During his many years in the Senate, Stewart drafted or co-authored several important bills of legislation, including several mining acts and laws urging land reclamation by more irrigation. Most famously, Senator Stewart is given credit for authoring in 1868 the Fifteenth Amendment to the United States Constitution protecting voting rights regardless of race, color, or previous condition of servitude, the last of the noted three post-Civil War constitutional amendments on the issues of slavery abolition, protection of citizenship rights and allowing voting rights for black / Negro former slaves. During his time as a Senator on Capitol Hill, Stewart received 50,000 acres of land on the side for his service on the Committee on Pacific Railroads, a benefit from lobbyists and company managers / directors of several of the transcontinental railroads then being extended across the West to the Pacific Ocean coast, .[9] In 1871, 18th President Ulysses S. Grant (1822-1885, served 1869-1877), offered Stewart a seat as an associate justice on the United States Supreme Court. Stewart however declined. Stewart was also involved in an international scandal where he promoted the sale of a worthless worked out pit of the Emma Silver Mine at Alta, Utah for millions of pounds sterling to unsuspecting British subjects (citizen) overseas in the United Kingdom (Great Britain / England) in Europe.[10]

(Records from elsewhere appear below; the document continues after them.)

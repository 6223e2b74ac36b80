use std::collections::HashMap;
use std::time::Duration;

use async_trait::async_trait;
use thiserror::Error;
use tokio::sync::Mutex;
use tokio::time::Instant;
use tracing::{debug, warn};
use trust_dns_resolver::TokioAsyncResolver;
use trust_dns_resolver::error::{ResolveError, ResolveErrorKind};
use trust_dns_resolver::system_conf::read_system_conf;

use crate::error::SanitizerError;

/// A single MX record target, sorted by ascending preference.
#[derive(Debug, Clone, PartialEq, Eq, PartialOrd, Ord)]
pub struct MxHost {
    pub preference: u16,
    pub exchange: String,
}

impl MxHost {
    pub fn new(preference: u16, exchange: impl Into<String>) -> Self {
        Self {
            preference,
            exchange: exchange.into(),
        }
    }
}

/// DNS lookup failure, already classified at the resolver seam.
///
/// `NoRecords` is an authoritative negative answer (the domain or the MX
/// record type does not exist) and must never be retried. Everything else is
/// `Transient` and eligible for retry.
#[derive(Debug, Clone, PartialEq, Eq, Error)]
pub enum DnsError {
    #[error("no MX data for this domain")]
    NoRecords,
    #[error("transient DNS failure: {0}")]
    Transient(String),
}

/// The DNS resolution capability consumed by the pipeline.
///
/// Given a domain name, returns its MX targets or a classified error. The
/// production implementation wraps the system resolver; tests substitute
/// mocks so pipeline behavior is deterministic.
#[cfg_attr(test, mockall::automock)]
#[async_trait]
pub trait MxLookup: Send + Sync {
    async fn lookup_mx(&self, domain: &str) -> Result<Vec<MxHost>, DnsError>;
}

#[async_trait]
impl MxLookup for TokioAsyncResolver {
    async fn lookup_mx(&self, domain: &str) -> Result<Vec<MxHost>, DnsError> {
        let lookup = TokioAsyncResolver::mx_lookup(self, domain)
            .await
            .map_err(|err| classify_resolve_error(&err))?;

        let mut hosts: Vec<MxHost> = lookup
            .iter()
            .map(|mx| MxHost::new(mx.preference(), normalize_exchange(mx.exchange().to_utf8())))
            .collect();
        hosts.sort();
        hosts.dedup();
        Ok(hosts)
    }
}

/// Build the production resolver from the system configuration.
///
/// Resolver-internal retries are disabled; the retry policy owns them.
/// An unreadable system configuration is the one systemic failure the
/// pipeline propagates as a hard error.
pub fn system_resolver(attempt_timeout: Duration) -> Result<TokioAsyncResolver, SanitizerError> {
    let (config, mut opts) =
        read_system_conf().map_err(|err| SanitizerError::resolver_init(err.into()))?;
    opts.timeout = attempt_timeout;
    opts.attempts = 1;
    Ok(TokioAsyncResolver::tokio(config, opts))
}

fn classify_resolve_error(err: &ResolveError) -> DnsError {
    match err.kind() {
        // Authoritative negatives: NXDOMAIN and NODATA both land here.
        ResolveErrorKind::NoRecordsFound { .. } => DnsError::NoRecords,
        _ => DnsError::Transient(err.to_string()),
    }
}

fn normalize_exchange(exchange: String) -> String {
    exchange.trim_end_matches('.').to_ascii_lowercase()
}

/// Bounded retry with linear backoff for transient DNS failures.
///
/// The delay after attempt `n` is `backoff_base × n`; linear rather than
/// exponential, since the caller is an interactive dashboard request.
/// Authoritative negatives bypass the policy entirely.
#[derive(Debug, Clone, Copy, PartialEq, Eq)]
pub struct RetryPolicy {
    pub max_retries: u32,
    pub backoff_base: Duration,
}

impl Default for RetryPolicy {
    fn default() -> Self {
        Self {
            max_retries: 2,
            backoff_base: Duration::from_millis(300),
        }
    }
}

impl RetryPolicy {
    /// Total attempts: the first try plus every retry.
    pub fn attempts(&self) -> u32 {
        self.max_retries + 1
    }

    /// Delay to sleep after the given 1-based attempt fails.
    pub fn delay_after(&self, attempt: u32) -> Duration {
        self.backoff_base * attempt
    }
}

/// Tri-state outcome of MX verification for one domain.
///
/// `Unknown` means the retry budget was exhausted by transient failures (or
/// the batch deadline fired first): the design treats network flakiness as
/// "cannot prove absence of mail service", so the address stays valid and
/// the detail string is surfaced as an informational caveat.
#[derive(Debug, Clone, PartialEq, Eq)]
pub enum MxOutcome {
    Present,
    Absent,
    Unknown(String),
}

/// Verify that `domain` can plausibly receive mail.
///
/// Runs up to `policy.attempts()` lookups, each bounded by `attempt_timeout`
/// and by the remaining batch `deadline` when one is set. Never returns an
/// error: expected DNS outcomes map onto the tri-state result.
pub async fn verify_domain_mx(
    lookup: &dyn MxLookup,
    domain: &str,
    policy: &RetryPolicy,
    attempt_timeout: Duration,
    deadline: Option<Instant>,
) -> MxOutcome {
    let mut last_failure = String::from("no attempt completed");

    for attempt in 1..=policy.attempts() {
        let per_attempt = match remaining_budget(attempt_timeout, deadline) {
            Some(budget) => budget,
            None => {
                return MxOutcome::Unknown(
                    "batch deadline reached before MX verification completed".to_string(),
                );
            }
        };

        match tokio::time::timeout(per_attempt, lookup.lookup_mx(domain)).await {
            Ok(Ok(hosts)) => {
                return if hosts.is_empty() {
                    MxOutcome::Absent
                } else {
                    MxOutcome::Present
                };
            }
            Ok(Err(DnsError::NoRecords)) => {
                // Authoritative answer: no retry.
                debug!(domain, attempt, "domain has no MX records");
                return MxOutcome::Absent;
            }
            Ok(Err(DnsError::Transient(detail))) => {
                debug!(domain, attempt, %detail, "transient DNS failure");
                last_failure = detail;
            }
            Err(_) => {
                debug!(domain, attempt, "lookup attempt timed out");
                last_failure = format!("lookup timed out after {}ms", per_attempt.as_millis());
            }
        }

        if attempt < policy.attempts() {
            tokio::time::sleep(policy.delay_after(attempt)).await;
        }
    }

    warn!(
        domain,
        attempts = policy.attempts(),
        "MX verification inconclusive; treating domain as unverifiable"
    );
    MxOutcome::Unknown(format!(
        "MX check inconclusive after {} attempts: {}",
        policy.attempts(),
        last_failure
    ))
}

fn remaining_budget(attempt_timeout: Duration, deadline: Option<Instant>) -> Option<Duration> {
    match deadline {
        Some(deadline) => {
            let remaining = deadline.saturating_duration_since(Instant::now());
            if remaining.is_zero() {
                None
            } else {
                Some(attempt_timeout.min(remaining))
            }
        }
        None => Some(attempt_timeout),
    }
}

/// Batch-scoped cache of per-domain MX outcomes.
///
/// Addresses in one batch frequently share domains; the cache keeps a batch
/// from resolving the same domain twice. Concurrent first lookups of one
/// domain may race and both resolve — the last write wins, which is harmless
/// for a read-mostly cache that lives for a single request.
#[derive(Debug, Default)]
pub struct MxCache {
    outcomes: Mutex<HashMap<String, MxOutcome>>,
}

impl MxCache {
    pub async fn get(&self, domain: &str) -> Option<MxOutcome> {
        self.outcomes.lock().await.get(domain).cloned()
    }

    pub async fn insert(&self, domain: &str, outcome: MxOutcome) {
        self.outcomes
            .lock()
            .await
            .insert(domain.to_string(), outcome);
    }
}
use actix_web::{App, HttpServer, web::Data};
use list_sanitizer::config::SanitizerConfig;
use list_sanitizer::openapi::ApiDoc;
use list_sanitizer::sanitizer::EmailSanitizer;
use tracing::info;
use tracing_subscriber::EnvFilter;
use utoipa::OpenApi;
use utoipa_swagger_ui::SwaggerUi;

/// List Sanitizer Service Entry Point
///
/// Configures and launches the Actix-web HTTP server with:
/// - Batch sanitization endpoints backed by the system DNS resolver
/// - Swagger UI for API documentation
/// - Environment configuration via `.env` file
/// - Structured logging via `tracing` (filter with `RUST_LOG`)
///
/// # Endpoints
/// - Sanitization: `/api/v1/sanitize` (configured in routes)
/// - Swagger UI: `/swagger-ui/`
/// - OpenAPI spec: `/api-docs/openapi.json`
///
/// # Configuration
/// - Server binds to `HOST`:`PORT` (default `127.0.0.1:8080`)
/// - Pipeline knobs documented on [`SanitizerConfig`]
#[actix_web::main]
async fn main() -> std::io::Result<()> {
    dotenv::dotenv().ok();

    tracing_subscriber::fmt()
        .with_env_filter(
            EnvFilter::try_from_default_env().unwrap_or_else(|_| EnvFilter::new("info")),
        )
        .init();

    let config = SanitizerConfig::from_env();
    info!(?config, "starting list-sanitizer");

    let sanitizer = EmailSanitizer::from_system_conf(config).map_err(std::io::Error::other)?;
    let sanitizer = Data::new(sanitizer);

    let host = std::env::var("HOST").unwrap_or_else(|_| "127.0.0.1".to_string());
    let port = std::env::var("PORT")
        .ok()
        .and_then(|raw| raw.parse::<u16>().ok())
        .unwrap_or(8080);

    HttpServer::new(move || {
        let openapi = ApiDoc::openapi();

        App::new()
            .app_data(sanitizer.clone())
            .configure(list_sanitizer::routes::configure)
            .service(SwaggerUi::new("/swagger-ui/{_:.*}").url("/api-docs/openapi.json", openapi))
    })
    .bind((host, port))?
    .run()
    .await
}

In 1899, Republican-affiliated journalist and diplomat William Eleroy Curtis (1850-1911), detailed Stewart's reputation amongst his colleagues, describing as follows:

“There was an air of gloom about the Senate all to-day, as if some calamity were impending or some great sorrow had fallen upon the members. It was the result of the news from Nevada — the re-election of Senator Stewart and the prospect of being compelled to listen to his speeches for another Six years. Mr. Stewart is an interminable talker, but his colleagues could endure that if he would talk on more than one subject, which he declines to do. He makes the same speech over and over again almost every day, so that Senators with good memories can repeat it almost verbatim, and his familiar phrases about the capitalistic vampires with the fetid fangs and the money devils and the crime of 1873 are more familiar to a majority of the Senate than the Ten Commandments…" "Ex-Senator William W. Evarts (1818-1901l, from New York state, hit off on Mr. Stewart’s peculiarities in a little story that he told at a dinner given in honor of colleague, Senator John Coit Spooner, when the latter was leaving public life six years ago… Senator Evarts, who next took to the floor of the Senate chamber at the U.S. Capitol, said that Stewart reminded him of a man he had met at an insane asylum one time when he was acting as a member of a board of visitors. The Superintendent told them that they must say cheerful things to the patients, and therefore when he saw a lunatic sitting astride of a table beating it with a whip and pretending to drive it with a pair of string lines, he walked up to him and said: 'That’s a fine hobby you have there, my friend.' 'It isn’t a hobby,' answered the lunatic. 'It’s a horse.' 'What’s the difference between a horse and a hobby?', suggested Mr. Evarts. The lunatic turned on him with an air of supreme contempt and remarked: 'You blank fool, anybody can get off a horse, but nobody ever got off a hobby.'"[11]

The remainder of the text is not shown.